Content starts

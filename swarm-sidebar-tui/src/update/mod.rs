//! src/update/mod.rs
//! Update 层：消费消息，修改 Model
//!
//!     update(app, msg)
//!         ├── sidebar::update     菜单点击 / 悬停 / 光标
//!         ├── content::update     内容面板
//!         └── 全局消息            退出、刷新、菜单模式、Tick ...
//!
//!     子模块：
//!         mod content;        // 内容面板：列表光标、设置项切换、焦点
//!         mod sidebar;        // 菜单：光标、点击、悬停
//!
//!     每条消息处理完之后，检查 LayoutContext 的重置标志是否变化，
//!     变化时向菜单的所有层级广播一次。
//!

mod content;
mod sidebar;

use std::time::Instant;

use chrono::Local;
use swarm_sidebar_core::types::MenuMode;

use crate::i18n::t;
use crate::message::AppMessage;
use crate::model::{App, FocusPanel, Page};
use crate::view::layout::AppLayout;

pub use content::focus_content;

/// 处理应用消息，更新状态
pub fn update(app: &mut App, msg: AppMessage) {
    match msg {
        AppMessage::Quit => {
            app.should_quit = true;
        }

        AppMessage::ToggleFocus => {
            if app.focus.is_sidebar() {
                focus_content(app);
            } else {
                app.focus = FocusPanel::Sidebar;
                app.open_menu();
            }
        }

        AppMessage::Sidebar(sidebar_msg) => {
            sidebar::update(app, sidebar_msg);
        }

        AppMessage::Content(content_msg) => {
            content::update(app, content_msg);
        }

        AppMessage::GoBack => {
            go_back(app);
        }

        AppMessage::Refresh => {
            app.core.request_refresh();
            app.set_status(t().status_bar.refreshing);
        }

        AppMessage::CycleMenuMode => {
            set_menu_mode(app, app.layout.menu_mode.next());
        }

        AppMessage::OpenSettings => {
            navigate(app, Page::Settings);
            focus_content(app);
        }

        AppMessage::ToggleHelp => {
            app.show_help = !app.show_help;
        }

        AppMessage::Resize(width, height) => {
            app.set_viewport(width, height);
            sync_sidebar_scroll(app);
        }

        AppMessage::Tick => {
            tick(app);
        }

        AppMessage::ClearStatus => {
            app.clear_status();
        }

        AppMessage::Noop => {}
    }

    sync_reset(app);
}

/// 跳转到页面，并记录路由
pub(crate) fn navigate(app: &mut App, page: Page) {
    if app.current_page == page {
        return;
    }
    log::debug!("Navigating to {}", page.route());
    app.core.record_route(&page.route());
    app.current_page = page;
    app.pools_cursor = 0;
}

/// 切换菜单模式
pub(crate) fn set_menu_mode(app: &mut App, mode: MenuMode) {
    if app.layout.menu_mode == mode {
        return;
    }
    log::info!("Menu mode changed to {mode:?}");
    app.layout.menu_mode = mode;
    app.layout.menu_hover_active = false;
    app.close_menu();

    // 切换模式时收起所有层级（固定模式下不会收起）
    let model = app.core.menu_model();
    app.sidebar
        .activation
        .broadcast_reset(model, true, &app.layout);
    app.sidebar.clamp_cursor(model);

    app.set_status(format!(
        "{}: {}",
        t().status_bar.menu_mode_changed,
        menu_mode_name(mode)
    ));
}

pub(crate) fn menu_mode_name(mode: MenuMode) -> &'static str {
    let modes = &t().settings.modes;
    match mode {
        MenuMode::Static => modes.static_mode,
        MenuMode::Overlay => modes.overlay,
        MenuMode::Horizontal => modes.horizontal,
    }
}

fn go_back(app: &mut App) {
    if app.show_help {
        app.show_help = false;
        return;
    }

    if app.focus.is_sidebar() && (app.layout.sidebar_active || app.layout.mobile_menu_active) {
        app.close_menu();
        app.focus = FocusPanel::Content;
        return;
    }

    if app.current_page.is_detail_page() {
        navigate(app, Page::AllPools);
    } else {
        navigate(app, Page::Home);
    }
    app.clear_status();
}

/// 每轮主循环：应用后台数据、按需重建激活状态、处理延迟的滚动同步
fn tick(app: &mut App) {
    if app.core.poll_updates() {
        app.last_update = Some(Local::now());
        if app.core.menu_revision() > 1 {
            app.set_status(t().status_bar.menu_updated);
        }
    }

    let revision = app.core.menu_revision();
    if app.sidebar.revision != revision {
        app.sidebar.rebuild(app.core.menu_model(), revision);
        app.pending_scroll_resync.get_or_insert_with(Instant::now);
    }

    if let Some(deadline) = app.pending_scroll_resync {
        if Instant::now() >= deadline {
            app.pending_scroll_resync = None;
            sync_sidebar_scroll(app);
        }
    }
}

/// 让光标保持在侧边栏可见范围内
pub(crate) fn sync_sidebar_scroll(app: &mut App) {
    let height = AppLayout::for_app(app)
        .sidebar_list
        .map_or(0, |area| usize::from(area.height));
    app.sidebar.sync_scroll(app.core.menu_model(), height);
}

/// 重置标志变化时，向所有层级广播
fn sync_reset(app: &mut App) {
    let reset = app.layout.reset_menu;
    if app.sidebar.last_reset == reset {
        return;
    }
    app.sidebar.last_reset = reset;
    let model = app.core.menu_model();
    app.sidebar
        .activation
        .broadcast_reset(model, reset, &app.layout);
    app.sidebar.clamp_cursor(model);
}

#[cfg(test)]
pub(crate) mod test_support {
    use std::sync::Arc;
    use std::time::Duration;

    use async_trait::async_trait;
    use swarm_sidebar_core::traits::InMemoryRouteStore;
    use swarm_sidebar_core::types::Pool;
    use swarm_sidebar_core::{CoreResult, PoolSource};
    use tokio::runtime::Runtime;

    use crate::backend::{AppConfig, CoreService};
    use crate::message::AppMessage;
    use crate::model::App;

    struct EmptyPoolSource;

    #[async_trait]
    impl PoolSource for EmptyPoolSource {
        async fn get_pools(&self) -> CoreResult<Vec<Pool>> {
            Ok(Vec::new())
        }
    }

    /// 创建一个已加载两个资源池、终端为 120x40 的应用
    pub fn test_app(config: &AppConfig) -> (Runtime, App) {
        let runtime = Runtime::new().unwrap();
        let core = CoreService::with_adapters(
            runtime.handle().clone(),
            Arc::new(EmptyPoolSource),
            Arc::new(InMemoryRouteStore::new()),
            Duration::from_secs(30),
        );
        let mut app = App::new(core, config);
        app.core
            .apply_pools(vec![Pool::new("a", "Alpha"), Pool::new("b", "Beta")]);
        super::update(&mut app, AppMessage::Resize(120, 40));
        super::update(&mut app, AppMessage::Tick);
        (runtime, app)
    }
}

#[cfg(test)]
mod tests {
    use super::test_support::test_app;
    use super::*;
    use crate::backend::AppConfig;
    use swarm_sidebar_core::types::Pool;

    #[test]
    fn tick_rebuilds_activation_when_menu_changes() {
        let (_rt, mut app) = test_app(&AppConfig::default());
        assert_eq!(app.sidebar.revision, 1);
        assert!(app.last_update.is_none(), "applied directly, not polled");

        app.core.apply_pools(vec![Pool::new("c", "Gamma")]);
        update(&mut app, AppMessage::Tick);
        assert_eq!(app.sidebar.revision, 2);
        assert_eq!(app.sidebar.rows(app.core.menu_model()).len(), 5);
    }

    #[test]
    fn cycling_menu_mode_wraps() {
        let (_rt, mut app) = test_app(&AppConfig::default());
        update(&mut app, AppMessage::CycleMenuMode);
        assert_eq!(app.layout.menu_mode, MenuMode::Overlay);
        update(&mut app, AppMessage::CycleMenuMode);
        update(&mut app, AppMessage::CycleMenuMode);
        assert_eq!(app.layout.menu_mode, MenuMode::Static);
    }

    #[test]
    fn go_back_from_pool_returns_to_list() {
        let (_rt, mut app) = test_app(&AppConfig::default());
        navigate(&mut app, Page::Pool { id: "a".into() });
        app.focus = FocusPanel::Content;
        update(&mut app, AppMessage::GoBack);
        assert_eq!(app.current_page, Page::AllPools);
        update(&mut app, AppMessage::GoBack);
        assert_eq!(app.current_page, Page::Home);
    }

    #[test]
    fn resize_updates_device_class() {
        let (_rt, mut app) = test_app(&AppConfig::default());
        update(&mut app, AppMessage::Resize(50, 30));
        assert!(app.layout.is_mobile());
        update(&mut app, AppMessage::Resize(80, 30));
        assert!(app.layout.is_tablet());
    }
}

Content ends
Content starts

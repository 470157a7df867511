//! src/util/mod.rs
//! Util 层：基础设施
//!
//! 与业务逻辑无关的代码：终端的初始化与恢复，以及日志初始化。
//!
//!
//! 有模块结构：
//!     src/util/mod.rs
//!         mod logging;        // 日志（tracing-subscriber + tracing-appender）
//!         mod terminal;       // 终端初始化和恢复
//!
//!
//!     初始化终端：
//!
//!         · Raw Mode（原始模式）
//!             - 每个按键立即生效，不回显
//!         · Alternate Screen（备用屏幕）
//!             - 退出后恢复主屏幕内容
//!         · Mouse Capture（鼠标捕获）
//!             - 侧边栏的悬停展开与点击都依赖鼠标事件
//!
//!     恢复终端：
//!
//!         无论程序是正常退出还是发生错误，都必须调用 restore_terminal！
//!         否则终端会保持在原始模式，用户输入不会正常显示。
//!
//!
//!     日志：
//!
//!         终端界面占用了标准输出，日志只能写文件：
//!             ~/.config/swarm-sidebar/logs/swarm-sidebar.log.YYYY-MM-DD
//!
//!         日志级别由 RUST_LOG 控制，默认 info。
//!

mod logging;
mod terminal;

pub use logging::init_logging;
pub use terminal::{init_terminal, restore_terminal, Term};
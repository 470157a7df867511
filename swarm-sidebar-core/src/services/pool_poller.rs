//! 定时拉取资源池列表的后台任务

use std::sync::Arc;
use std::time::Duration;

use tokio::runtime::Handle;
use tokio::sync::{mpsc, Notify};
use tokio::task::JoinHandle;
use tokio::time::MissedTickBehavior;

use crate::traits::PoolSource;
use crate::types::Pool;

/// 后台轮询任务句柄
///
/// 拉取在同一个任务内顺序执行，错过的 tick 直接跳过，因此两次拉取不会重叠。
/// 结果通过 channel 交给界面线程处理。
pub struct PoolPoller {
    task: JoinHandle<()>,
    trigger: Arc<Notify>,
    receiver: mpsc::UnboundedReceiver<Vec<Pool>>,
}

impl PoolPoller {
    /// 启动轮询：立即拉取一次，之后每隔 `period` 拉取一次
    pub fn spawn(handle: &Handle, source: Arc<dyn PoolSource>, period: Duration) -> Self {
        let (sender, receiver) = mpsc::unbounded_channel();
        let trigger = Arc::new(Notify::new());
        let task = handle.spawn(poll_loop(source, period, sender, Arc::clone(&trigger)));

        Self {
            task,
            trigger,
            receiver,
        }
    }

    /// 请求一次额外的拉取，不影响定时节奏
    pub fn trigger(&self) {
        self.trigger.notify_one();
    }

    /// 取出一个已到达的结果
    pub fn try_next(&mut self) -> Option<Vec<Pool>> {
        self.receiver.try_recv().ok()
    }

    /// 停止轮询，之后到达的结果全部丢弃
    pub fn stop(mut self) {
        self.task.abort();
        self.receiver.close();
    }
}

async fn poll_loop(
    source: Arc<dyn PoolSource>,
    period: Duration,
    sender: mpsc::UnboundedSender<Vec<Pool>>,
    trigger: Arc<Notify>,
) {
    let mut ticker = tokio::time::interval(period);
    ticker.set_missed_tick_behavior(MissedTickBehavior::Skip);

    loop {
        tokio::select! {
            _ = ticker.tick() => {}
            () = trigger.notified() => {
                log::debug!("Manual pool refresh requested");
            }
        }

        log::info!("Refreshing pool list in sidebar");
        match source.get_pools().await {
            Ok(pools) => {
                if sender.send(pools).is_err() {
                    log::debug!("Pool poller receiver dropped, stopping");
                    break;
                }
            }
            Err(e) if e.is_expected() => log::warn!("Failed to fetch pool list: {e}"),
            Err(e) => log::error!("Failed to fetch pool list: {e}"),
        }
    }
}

Content ends
Content starts

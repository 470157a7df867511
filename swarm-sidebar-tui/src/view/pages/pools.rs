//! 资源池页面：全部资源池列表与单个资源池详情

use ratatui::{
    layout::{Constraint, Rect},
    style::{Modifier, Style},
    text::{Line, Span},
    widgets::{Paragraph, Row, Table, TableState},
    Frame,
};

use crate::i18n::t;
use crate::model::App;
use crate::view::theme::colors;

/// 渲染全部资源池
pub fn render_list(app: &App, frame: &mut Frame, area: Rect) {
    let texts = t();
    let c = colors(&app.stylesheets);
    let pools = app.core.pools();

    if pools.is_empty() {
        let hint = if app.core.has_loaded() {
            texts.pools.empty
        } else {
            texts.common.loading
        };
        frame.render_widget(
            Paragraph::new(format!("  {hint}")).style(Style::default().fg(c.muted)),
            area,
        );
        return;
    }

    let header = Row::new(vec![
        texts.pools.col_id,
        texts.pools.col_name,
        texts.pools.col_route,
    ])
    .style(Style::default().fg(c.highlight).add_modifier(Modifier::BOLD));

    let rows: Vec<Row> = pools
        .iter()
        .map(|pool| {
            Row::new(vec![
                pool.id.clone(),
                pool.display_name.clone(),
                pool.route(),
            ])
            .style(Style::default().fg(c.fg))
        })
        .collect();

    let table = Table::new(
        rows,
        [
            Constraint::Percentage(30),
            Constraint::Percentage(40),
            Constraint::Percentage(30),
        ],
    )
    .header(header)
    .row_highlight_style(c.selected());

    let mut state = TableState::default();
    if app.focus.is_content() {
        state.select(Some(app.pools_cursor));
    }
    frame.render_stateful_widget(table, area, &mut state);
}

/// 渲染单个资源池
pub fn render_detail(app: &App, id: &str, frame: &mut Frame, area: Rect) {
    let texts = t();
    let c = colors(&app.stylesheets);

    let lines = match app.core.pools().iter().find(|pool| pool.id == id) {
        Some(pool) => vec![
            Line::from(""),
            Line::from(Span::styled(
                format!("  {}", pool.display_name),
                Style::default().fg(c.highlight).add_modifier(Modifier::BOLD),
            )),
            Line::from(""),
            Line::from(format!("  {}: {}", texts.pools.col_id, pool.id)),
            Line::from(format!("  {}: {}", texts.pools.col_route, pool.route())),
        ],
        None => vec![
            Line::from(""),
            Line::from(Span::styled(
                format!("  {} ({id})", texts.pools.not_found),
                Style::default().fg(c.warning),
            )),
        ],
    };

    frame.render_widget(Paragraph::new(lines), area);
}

Content ends

**WORK INSTRUCTIONS**
Every line of the listing that includes the word "traits" belongs in the answer.

**RESULT OF THIS EXERCISE**
    use swarm_sidebar_core::traits::InMemoryRouteStore;
use crate::traits::PoolSource;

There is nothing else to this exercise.